- [DATA TO EXAMINE]:
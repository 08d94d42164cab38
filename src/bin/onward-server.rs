#[tokio::main]
async fn main() {
    if let Err(e) = onward::server::run().await {
        eprintln!("onward-server: {e}");
        std::process::exit(1);
    }
}
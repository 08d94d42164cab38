//! Fixed-window request limiting per client IP.
//!
//! Each IP gets a counter that resets when its window expires. The limit
//! applies to `/api/*` routes only; `/health` stays outside so load balancer
//! probes are never throttled.

use std::collections::HashMap;
use std::net::SocketAddr;
use std::sync::Mutex;
use std::time::{Duration, Instant};

use axum::extract::{ConnectInfo, Request, State};
use axum::http::HeaderMap;
use axum::middleware::Next;
use axum::response::{IntoResponse, Response};

use crate::server::error::ApiError;
use crate::server::state::SharedState;

struct WindowEntry {
    count: u64,
    window_start: Instant,
}

pub struct RateLimiter {
    window: Duration,
    max_requests: u64,
    entries: Mutex<HashMap<String, WindowEntry>>,
}

impl RateLimiter {
    pub fn new(window_secs: u64, max_requests: u64) -> Self {
        Self {
            window: Duration::from_secs(window_secs),
            max_requests,
            entries: Mutex::new(HashMap::new()),
        }
    }

    /// Count one request from `ip`. Returns `Err(retry_after_secs)` when the
    /// window's budget is spent.
    pub fn check(&self, ip: &str) -> Result<(), u64> {
        let now = Instant::now();
        let mut entries = match self.entries.lock() {
            Ok(guard) => guard,
            Err(poisoned) => poisoned.into_inner(),
        };

        let entry = entries.entry(ip.to_string()).or_insert(WindowEntry {
            count: 0,
            window_start: now,
        });

        if now.duration_since(entry.window_start) >= self.window {
            entry.count = 0;
            entry.window_start = now;
        }

        if entry.count >= self.max_requests {
            let elapsed = now.duration_since(entry.window_start);
            let remaining = self.window.saturating_sub(elapsed);
            return Err(remaining.as_secs().max(1));
        }

        entry.count += 1;
        Ok(())
    }

    /// Drop entries whose window has fully expired. Called periodically so
    /// the map does not grow with every IP ever seen.
    pub fn cleanup(&self) {
        let now = Instant::now();
        let mut entries = match self.entries.lock() {
            Ok(guard) => guard,
            Err(poisoned) => poisoned.into_inner(),
        };
        entries.retain(|_, entry| now.duration_since(entry.window_start) < self.window);
    }
}

/// Client IP for rate limiting: first entry of `x-forwarded-for`, then
/// `x-real-ip`, then the socket peer address.
pub fn client_ip(headers: &HeaderMap, peer: Option<SocketAddr>) -> String {
    if let Some(forwarded) = headers.get("x-forwarded-for").and_then(|v| v.to_str().ok()) {
        if let Some(first) = forwarded.split(',').next() {
            let first = first.trim();
            if !first.is_empty() {
                return first.to_string();
            }
        }
    }
    if let Some(real_ip) = headers.get("x-real-ip").and_then(|v| v.to_str().ok()) {
        let real_ip = real_ip.trim();
        if !real_ip.is_empty() {
            return real_ip.to_string();
        }
    }
    match peer {
        Some(addr) => addr.ip().to_string(),
        None => "unknown".to_string(),
    }
}

pub async fn rate_limit_middleware(
    State(state): State<SharedState>,
    request: Request,
    next: Next,
) -> Response {
    let peer = request
        .extensions()
        .get::<ConnectInfo<SocketAddr>>()
        .map(|info| info.0);
    let ip = client_ip(request.headers(), peer);

    let allowed = {
        let st = state.lock().await;
        st.limiter.check(&ip)
    };
    match allowed {
        Ok(()) => next.run(request).await,
        Err(retry_after) => ApiError::too_many_requests(retry_after).into_response(),
    }
}

#[cfg(test)]
mod tests {
    use super::*;

    #[test]
    fn allows_up_to_the_limit_then_blocks() {
        let limiter = RateLimiter::new(900, 3);
        assert!(limiter.check("1.2.3.4").is_ok());
        assert!(limiter.check("1.2.3.4").is_ok());
        assert!(limiter.check("1.2.3.4").is_ok());
        let retry_after = limiter.check("1.2.3.4").unwrap_err();
        assert!(retry_after >= 1);
    }

    #[test]
    fn limits_are_per_ip() {
        let limiter = RateLimiter::new(900, 1);
        assert!(limiter.check("1.1.1.1").is_ok());
        assert!(limiter.check("2.2.2.2").is_ok());
        assert!(limiter.check("1.1.1.1").is_err());
    }

    #[test]
    fn window_expiry_resets_the_count() {
        let limiter = RateLimiter::new(0, 1);
        assert!(limiter.check("1.2.3.4").is_ok());
        std::thread::sleep(Duration::from_millis(5));
        assert!(limiter.check("1.2.3.4").is_ok());
    }

    #[test]
    fn cleanup_drops_expired_entries() {
        let limiter = RateLimiter::new(0, 1);
        limiter.check("1.2.3.4").ok();
        std::thread::sleep(Duration::from_millis(5));
        limiter.cleanup();
        assert!(limiter.entries.lock().unwrap().is_empty());
    }

    #[test]
    fn forwarded_header_wins_over_peer() {
        let mut headers = HeaderMap::new();
        headers.insert("x-forwarded-for", "10.0.0.9, 172.16.0.1".parse().unwrap());
        let peer: SocketAddr = "127.0.0.1:9999".parse().unwrap();
        assert_eq!(client_ip(&headers, Some(peer)), "10.0.0.9");
    }

    #[test]
    fn real_ip_header_is_second_choice() {
        let mut headers = HeaderMap::new();
        headers.insert("x-real-ip", "10.0.0.7".parse().unwrap());
        assert_eq!(client_ip(&headers, None), "10.0.0.7");
    }

    #[test]
    fn peer_address_is_the_fallback() {
        let peer: SocketAddr = "192.168.1.5:1234".parse().unwrap();
        assert_eq!(client_ip(&HeaderMap::new(), Some(peer)), "192.168.1.5");
        assert_eq!(client_ip(&HeaderMap::new(), None), "unknown");
    }
}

- [TASK DESCRIPTION]: Say, as a bare number, how many lines in the entries above include the string "trim".

- [YOUR SOLUTION]: 2